* _AIM OF THE EXERCISE_
Look through the material below. Return exactly the lines from the one with "out.extend_from_slice(q);" through the one with "assert_eq!(HEMI_MICROS, 17857);", both included.
»»
use chrono::{DateTime, SecondsFormat, Utc};
use serde::Serialize;

use crate::config::SmtpConfig;

pub const PROVIDER: &str = "smtp";

/// A validated request to send one email.
#[derive(Debug, Clone, PartialEq, Eq)]
pub struct EmailRequest {
    pub to: String,
    pub subject: String,
    pub body: String,
    pub cc: Option<String>,
    pub bcc: Option<String>,
    pub is_html: bool,
    pub attachments: Vec<AttachmentInput>,
}

/// An attachment as supplied by the caller, content still base64 encoded.
#[derive(Debug, Clone, PartialEq, Eq)]
pub struct AttachmentInput {
    pub name: String,
    pub content: String,
    pub mime_type: Option<String>,
}

/// Relay settings echoed back to the caller. The password is never included.
#[derive(Debug, Clone, PartialEq, Eq, Serialize)]
pub struct ConfigEcho {
    pub host: String,
    pub port: u16,
    pub secure: bool,
    pub user: String,
}

impl From<&SmtpConfig> for ConfigEcho {
    fn from(config: &SmtpConfig) -> Self {
        Self {
            host: config.host.clone(),
            port: config.port,
            secure: config.secure,
            user: config.user.clone(),
        }
    }
}

#[derive(Debug, Clone, PartialEq, Eq)]
pub struct SendReceipt {
    pub message_id: String,
    pub config: ConfigEcho,
}

#[derive(Debug, Clone, Serialize)]
#[serde(rename_all = "camelCase")]
pub struct SendSummary {
    pub to: String,
    pub subject: String,
    pub cc: Option<String>,
    pub bcc: Option<String>,
    pub is_html: bool,
    pub attachments: usize,
    pub provider: String,
    pub message_id: String,
    pub config: ConfigEcho,
    pub timestamp: String,
}

impl SendSummary {
    pub fn new(request: &EmailRequest, receipt: SendReceipt, sent_at: DateTime<Utc>) -> Self {
        Self {
            to: request.to.clone(),
            subject: request.subject.clone(),
            cc: request.cc.clone(),
            bcc: request.bcc.clone(),
            is_html: request.is_html,
            attachments: request.attachments.len(),
            provider: PROVIDER.to_string(),
            message_id: receipt.message_id,
            config: receipt.config,
            timestamp: sent_at.to_rfc3339_opts(SecondsFormat::Millis, true),
        }
    }
}

/// The single record emitted per invocation.
#[derive(Debug, Clone, Serialize)]
pub struct Envelope {
    pub success: bool,
    pub data: Option<SendSummary>,
    pub error: Option<String>,
}

impl Envelope {
    pub const fn success(summary: SendSummary) -> Self {
        Self {
            success: true,
            data: Some(summary),
            error: None,
        }
    }

    pub fn failure(error: &impl std::fmt::Display) -> Self {
        Self {
            success: false,
            data: None,
            error: Some(error.to_string()),
        }
    }
}
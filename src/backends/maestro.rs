//! RISC OS Maestro music file writer
//!
//! Notes are held as they sound, closed when a chord no longer contains
//! them, then quantized to hemidemisemiquavers and laid out on up to eight
//! staves. The file is written at Maestro's fastest tempo for accuracy.

use super::Backend;
use crate::convert::chord::note_numbers;

/// File magic and format version
pub const HEADER: &[u8] = b"Maestro\n\x02";

/// Tempos Maestro can store, indexed by the BPM block
pub const ALLOWED_BPMS: [u32; 15] = [40, 50, 60, 65, 70, 80, 90, 100, 115, 130, 145, 160, 175, 190, 210];

/// Tempo used for every file
pub const BPM: u32 = 210;

/// One hemidemisemiquaver (1/64 note) at `BPM`, in microseconds
pub const HEMI_MICROS: u64 = 3_750_000 / BPM as u64;

/// Hemis per 4/4 bar
const BAR_HEMIS: u32 = 64;

/// Gate-byte time units per bar (a whole note plays for 512)
const BAR_GATE_UNITS: u32 = 512;

/// Stave fill order, so 2-, 3- and 4-stave views split parts sensibly
const STAVE_ORDER: [usize; 8] = [0, 4, 6, 2, 1, 3, 5, 7];

const STAVE_COUNT: usize = 8;

/// Middle line of the treble stave
const TREBLE_MIDDLE: i32 = 71;

/// Block type bytes
mod block {
    pub const MUSIC: u8 = 1;
    pub const STAVES: u8 = 2;
    pub const INSTRUMENTS: u8 = 3;
    pub const VOLUMES: u8 = 4;
    pub const TEMPO: u8 = 6;
}

#[derive(Debug, Clone, PartialEq)]
struct Note {
    key: i32,
    start: u64,
    end: u64,
}

impl Note {
    /// Snap both ends to the hemi grid, keeping at least one hemi
    fn quantize(&mut self) {
        self.start = self.start / HEMI_MICROS * HEMI_MICROS;
        self.end = self.end / HEMI_MICROS * HEMI_MICROS;
        if self.end == self.start {
            self.end += HEMI_MICROS;
        }
    }
}

/// Maestro backend
pub struct Maestro {
    time: u64,
    sounding: Vec<Note>,
    staves: [Vec<Note>; STAVE_COUNT],
}

impl Maestro {
    pub fn new() -> Self {
        Self {
            time: 0,
            sounding: Vec::new(),
            staves: Default::default(),
        }
    }

    fn place(&mut self, note: Note) {
        for &i in &STAVE_ORDER {
            let stave = &mut self.staves[i];
            if stave.last().map_or(true, |last| last.end <= note.start) {
                stave.push(note);
                return;
            }
        }
        tracing::warn!(key = note.key, start = note.start, "Insufficient channels: dropping note");
    }

    /// Note/rest byte pairs for one stave
    fn stave_queue(notes: &[Note]) -> Vec<u8> {
        let mut queue = Vec::new();
        let mut from = 0;
        let mut bar_left = BAR_HEMIS;
        for note in notes {
            let rest = ((note.start - from) / HEMI_MICROS) as u32;
            for (length, dots) in split_hemis(rest, &mut bar_left) {
                queue.extend_from_slice(&note_code(None, length, dots, false));
            }
            let parts = split_hemis(((note.end - note.start) / HEMI_MICROS) as u32, &mut bar_left);
            for (i, &(length, dots)) in parts.iter().enumerate() {
                let tie = i + 1 < parts.len();
                queue.extend_from_slice(&note_code(Some(note.key), length, dots, tie));
            }
            from = note.end;
        }
        queue
    }
}

impl Default for Maestro {
    fn default() -> Self {
        Self::new()
    }
}

/// Split a run of hemis into (length, dots) note values that do not cross
/// barlines. `length` is 1 for a whole note, 2 for a half and so on.
pub fn split_hemis(mut hemis: u32, bar_left: &mut u32) -> Vec<(u32, u32)> {
    let mut parts = Vec::new();
    let mut length = 1;
    let mut value = BAR_HEMIS;
    while hemis > 0 && value > 0 {
        while hemis >= value && value <= *bar_left {
            let mut taken = value;
            let mut dots = 0;
            let mut dot_value = value / 2;
            while dot_value > 0 && dots < 3 && taken + dot_value <= hemis && taken + dot_value <= *bar_left {
                dots += 1;
                taken += dot_value;
                dot_value /= 2;
            }
            hemis -= taken;
            *bar_left -= taken;
            parts.push((length, dots));
            if *bar_left == 0 {
                *bar_left = BAR_HEMIS;
                length = 1;
                value = BAR_HEMIS;
            }
        }
        length <<= 1;
        value >>= 1;
    }
    parts
}

/// Diatonic step of a MIDI note (C = 0, D = 1, ... per octave of 7)
fn diatonic_step(key: i32) -> i32 {
    let mut m = key.rem_euclid(12);
    if m >= 5 {
        m += 1;
    }
    m / 2 + 7 * key.div_euclid(12)
}

/// Encode a note (or rest when `key` is None) as Maestro's two bytes
pub fn note_code(key: Option<i32>, length: u32, dots: u32, tie: bool) -> [u8; 2] {
    let (first, sharp) = match key {
        Some(key) => {
            let mut r = diatonic_step(TREBLE_MIDDLE) - diatonic_step(key);
            let stem_down = r > 0;
            r = 16 - r;
            while r < 1 {
                r += 7;
            }
            while r > 31 {
                r -= 7;
            }
            let mut first = r * 8;
            if tie {
                first += 4;
            }
            if stem_down {
                first += 1;
            }
            (first as u8, diatonic_step(key) == diatonic_step(key - 1))
        }
        None => (0, false),
    };

    let mut shift = 0u8;
    let mut l = length;
    while l > 0 {
        l /= 2;
        shift += 1;
    }
    let accidental = if sharp { 2 } else { 1 };
    [first, shift * 32 + dots as u8 * 8 + accidental]
}

/// Play length of a note from its second byte, in gate units
pub fn play_len(second: u8) -> u32 {
    let mut l = 8;
    for _ in (second >> 5)..7 {
        l *= 2;
    }
    let mut dot_value = l / 2;
    for _ in 0..((second >> 3) & 3) {
        l += dot_value;
        dot_value /= 2;
    }
    l
}

/// Gate bytes: which staves start a new note at each step, plus barlines
fn gate_bytes(queues: &[Vec<u8>]) -> Vec<u8> {
    let mut out = Vec::new();
    let mut pos = vec![0usize; queues.len()];
    let mut len_left = vec![0u32; queues.len()];
    let mut bar_left = BAR_GATE_UNITS;

    while queues.iter().zip(&pos).any(|(q, &p)| p < q.len()) {
        let mut gates = 0u8;
        let mut to_sub = 0;
        for i in 0..queues.len() {
            if pos[i] < queues[i].len() && len_left[i] == 0 {
                gates |= 1 << i;
                len_left[i] = play_len(queues[i][pos[i] + 1]);
                pos[i] += 2;
            }
            if len_left[i] > 0 && (to_sub == 0 || len_left[i] < to_sub) {
                to_sub = len_left[i];
            }
        }
        if gates != 0 {
            out.push(gates);
        }
        for left in len_left.iter_mut().filter(|l| **l > 0) {
            *left -= to_sub;
        }
        bar_left = bar_left.saturating_sub(to_sub);
        if bar_left == 0 {
            out.extend_from_slice(&[0, 32]);
            bar_left = BAR_GATE_UNITS;
        }
    }
    out
}

fn basic_int(out: &mut Vec<u8>, n: u32) {
    out.push(0x40);
    out.extend_from_slice(&n.to_be_bytes());
}

impl Backend for Maestro {
    fn name(&self) -> &'static str {
        "maestro"
    }

    fn extension(&self) -> &'static str {
        ",af1"
    }

    fn is_text(&self) -> bool {
        false
    }

    fn init(&mut self) {
        *self = Self::new();
    }

    fn render_chord(&mut self, pitches: &[f64], duration: u64) {
        let mut keys: Vec<i32> = note_numbers(pitches);
        keys.reverse();

        for mut note in std::mem::take(&mut self.sounding) {
            if let Some(i) = keys.iter().position(|&k| k == note.key) {
                keys.remove(i);
                self.sounding.push(note);
            } else {
                note.end = self.time;
                note.quantize();
                self.place(note);
            }
        }
        for key in keys {
            self.sounding.push(Note {
                key,
                start: self.time,
                end: self.time,
            });
        }
        self.time += duration;
    }

    fn finalize(&mut self) -> Vec<u8> {
        self.render_chord(&[], 0);

        let queues: Vec<Vec<u8>> = self.staves.iter().map(|s| Self::stave_queue(s)).collect();
        let gates = gate_bytes(&queues);
        let staves = queues.iter().filter(|q| !q.is_empty()).count().clamp(1, 4);

        let mut out = HEADER.to_vec();
        let bpm_index = ALLOWED_BPMS.iter().position(|&b| b == BPM).unwrap_or(ALLOWED_BPMS.len() - 1);
        out.extend_from_slice(&[block::TEMPO, bpm_index as u8]);
        out.push(block::VOLUMES);
        out.extend_from_slice(&[7; STAVE_COUNT]);

        out.push(block::MUSIC);
        basic_int(&mut out, gates.len() as u32);
        for q in &queues {
            basic_int(&mut out, q.len() as u32);
        }
        out.extend_from_slice(&gates);
        for q in &queues {
            out.extend_from_slice(q);
        }

        // Staves minus one, percussion staves minus one
        out.extend_from_slice(&[block::STAVES, staves as u8 - 1, 0]);
        out.push(block::INSTRUMENTS);
        for i in 0..STAVE_COUNT as u8 {
            out.extend_from_slice(&[i, 1]);
        }
        out
    }
}

#[cfg(test)]
mod tests {
    use super::*;

    fn music_block_offset() -> usize {
        HEADER.len() + 2 + 1 + STAVE_COUNT
    }

    #[test]
    fn test_hemi_length() {
        assert_eq!(HEMI_MICROS, 17857);
    }

    #[test]
    fn test_split_whole_bar() {
        let mut bar_left = BAR_HEMIS;
        assert_eq!(split_hemis(64, &mut bar_left), vec![(1, 0)]);
        assert_eq!(bar_left, BAR_HEMIS);
    }

    #[test]
    fn test_split_dotted() {
        let mut bar_left = BAR_HEMIS;
        // Dotted half note: 32 + 16
        assert_eq!(split_hemis(48, &mut bar_left), vec![(2, 1)]);
        assert_eq!(bar_left, 16);
        // Crosses the barline: quarter fills the bar, then a half
        assert_eq!(split_hemis(48, &mut bar_left), vec![(4, 0), (2, 0)]);
        assert_eq!(bar_left, 32);
    }

    #[test]
    fn test_note_code() {
        // Middle C sits six steps below the middle line
        assert_eq!(note_code(Some(60), 4, 0, false), [81, 3 * 32 + 1]);
        assert_eq!(note_code(Some(61), 4, 0, false), [81, 3 * 32 + 2]);
        assert_eq!(note_code(Some(71), 1, 0, true), [16 * 8 + 4, 32 + 1]);
        assert_eq!(note_code(None, 2, 1, false), [0, 2 * 32 + 8 + 1]);
    }

    #[test]
    fn test_play_len() {
        assert_eq!(play_len(32 + 1), 512);
        assert_eq!(play_len(3 * 32 + 1), 128);
        assert_eq!(play_len(2 * 32 + 8 + 1), 384);
        assert_eq!(play_len(7 * 32 + 3 * 8 + 1), 15);
    }

    #[test]
    fn test_long_note_ties_across_bar() {
        let mut m = Maestro::new();
        m.init();
        m.render_chord(&[60.0], 128 * HEMI_MICROS);
        let out = m.finalize();

        assert!(out.starts_with(HEADER));
        let at = music_block_offset();
        assert_eq!(&out[HEADER.len()..at], &[6, 14, 4, 7, 7, 7, 7, 7, 7, 7, 7]);
        assert_eq!(out[at], 1);
        // Gate bytes length, then stave 0 with four bytes
        assert_eq!(&out[at + 1..at + 6], &[0x40, 0, 0, 0, 6]);
        assert_eq!(&out[at + 6..at + 11], &[0x40, 0, 0, 0, 4]);
        let data = at + 1 + 9 * 5;
        assert_eq!(&out[data..data + 6], &[1, 0, 32, 1, 0, 32]);
        assert_eq!(&out[data + 6..data + 10], &[85, 33, 81, 33]);
        assert_eq!(&out[data + 10..data + 13], &[2, 0, 0]);
        assert_eq!(out[data + 13], 3);
        assert_eq!(out.len(), data + 14 + 16);
    }

    /// Gate bytes and per-stave queues from a finished file
    fn music_block(out: &[u8]) -> (Vec<u8>, Vec<Vec<u8>>) {
        let at = music_block_offset();
        assert_eq!(out[at], 1);
        let lens: Vec<usize> = (0..=STAVE_COUNT)
            .map(|i| {
                let p = at + 1 + i * 5;
                assert_eq!(out[p], 0x40);
                u32::from_be_bytes([out[p + 1], out[p + 2], out[p + 3], out[p + 4]]) as usize
            })
            .collect();
        let mut p = at + 1 + (STAVE_COUNT + 1) * 5;
        let gates = out[p..p + lens[0]].to_vec();
        p += lens[0];
        let mut queues = Vec::new();
        for &len in &lens[1..] {
            queues.push(out[p..p + len].to_vec());
            p += len;
        }
        assert_eq!(out[p], 2);
        (gates, queues)
    }

    #[test]
    fn test_leading_rest_and_barline() {
        let mut m = Maestro::new();
        m.render_chord(&[], 48 * HEMI_MICROS);
        m.render_chord(&[60.0], 32 * HEMI_MICROS);
        let out = m.finalize();
        let (gates, queues) = music_block(&out);

        // Dotted half rest, then a quarter tied over the barline to a quarter
        assert_eq!(queues[0], vec![0, 73, 85, 97, 81, 97]);
        assert!(queues[1..].iter().all(|q| q.is_empty()));
        assert_eq!(gates, vec![1, 1, 0, 32, 1]);
    }

    #[test]
    fn test_overlapping_notes_use_two_staves() {
        let mut m = Maestro::new();
        m.render_chord(&[60.0, 64.0], 16 * HEMI_MICROS);
        m.render_chord(&[64.0], 48 * HEMI_MICROS);
        m.render_chord(&[62.0], 64 * HEMI_MICROS);
        let out = m.finalize();
        let (gates, queues) = music_block(&out);

        assert_eq!(queues[0], vec![81, 97, 0, 73, 89, 33]);
        assert_eq!(queues[4], vec![97, 33]);
        // Staves 0 and 4 start together, then stave 0 alone
        assert_eq!(gates, vec![0b10001, 1, 0, 32, 1, 0, 32]);
        let staves = out.len() - 17 - 3;
        assert_eq!(&out[staves..staves + 3], &[2, 1, 0]);
    }

    #[test]
    fn test_held_note_extends() {
        let mut m = Maestro::new();
        m.render_chord(&[60.0], 32 * HEMI_MICROS);
        m.render_chord(&[60.0, 64.0], 32 * HEMI_MICROS);
        m.render_chord(&[], 0);
        assert_eq!(m.staves[0], vec![Note { key: 60, start: 0, end: 64 * HEMI_MICROS }]);
        assert_eq!(m.staves[4].len(), 1);
        assert_eq!(m.staves[4][0].start, 32 * HEMI_MICROS);
    }

    #[test]
    fn test_short_note_keeps_one_hemi() {
        let mut m = Maestro::new();
        m.render_chord(&[60.0], 100);
        m.render_chord(&[], 0);
        assert_eq!(m.staves[0][0].end - m.staves[0][0].start, HEMI_MICROS);
    }

    #[test]
    fn test_too_many_voices_drops_notes() {
        let mut m = Maestro::new();
        let pitches: Vec<f64> = (60..70).map(|n| n as f64).collect();
        m.render_chord(&pitches, 16 * HEMI_MICROS);
        m.render_chord(&[], 0);
        let placed: usize = m.staves.iter().map(|s| s.len()).sum();
        assert_eq!(placed, STAVE_COUNT);
    }

    #[test]
    fn test_empty_output_has_one_stave() {
        let mut m = Maestro::new();
        let out = m.finalize();
        let tail = &out[out.len() - 17 - 3..out.len() - 17];
        assert_eq!(tail, &[2, 0, 0]);
    }
}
««
* _SOLUTION BELOW_
            out.extend_from_slice(q);
        }

        // Staves minus one, percussion staves minus one
        out.extend_from_slice(&[block::STAVES, staves as u8 - 1, 0]);
        out.push(block::INSTRUMENTS);
        for i in 0..STAVE_COUNT as u8 {
            out.extend_from_slice(&[i, 1]);
        }
        out
    }
}

#[cfg(test)]
mod tests {
    use super::*;

    fn music_block_offset() -> usize {
        HEADER.len() + 2 + 1 + STAVE_COUNT
    }

    #[test]
    fn test_hemi_length() {
        assert_eq!(HEMI_MICROS, 17857);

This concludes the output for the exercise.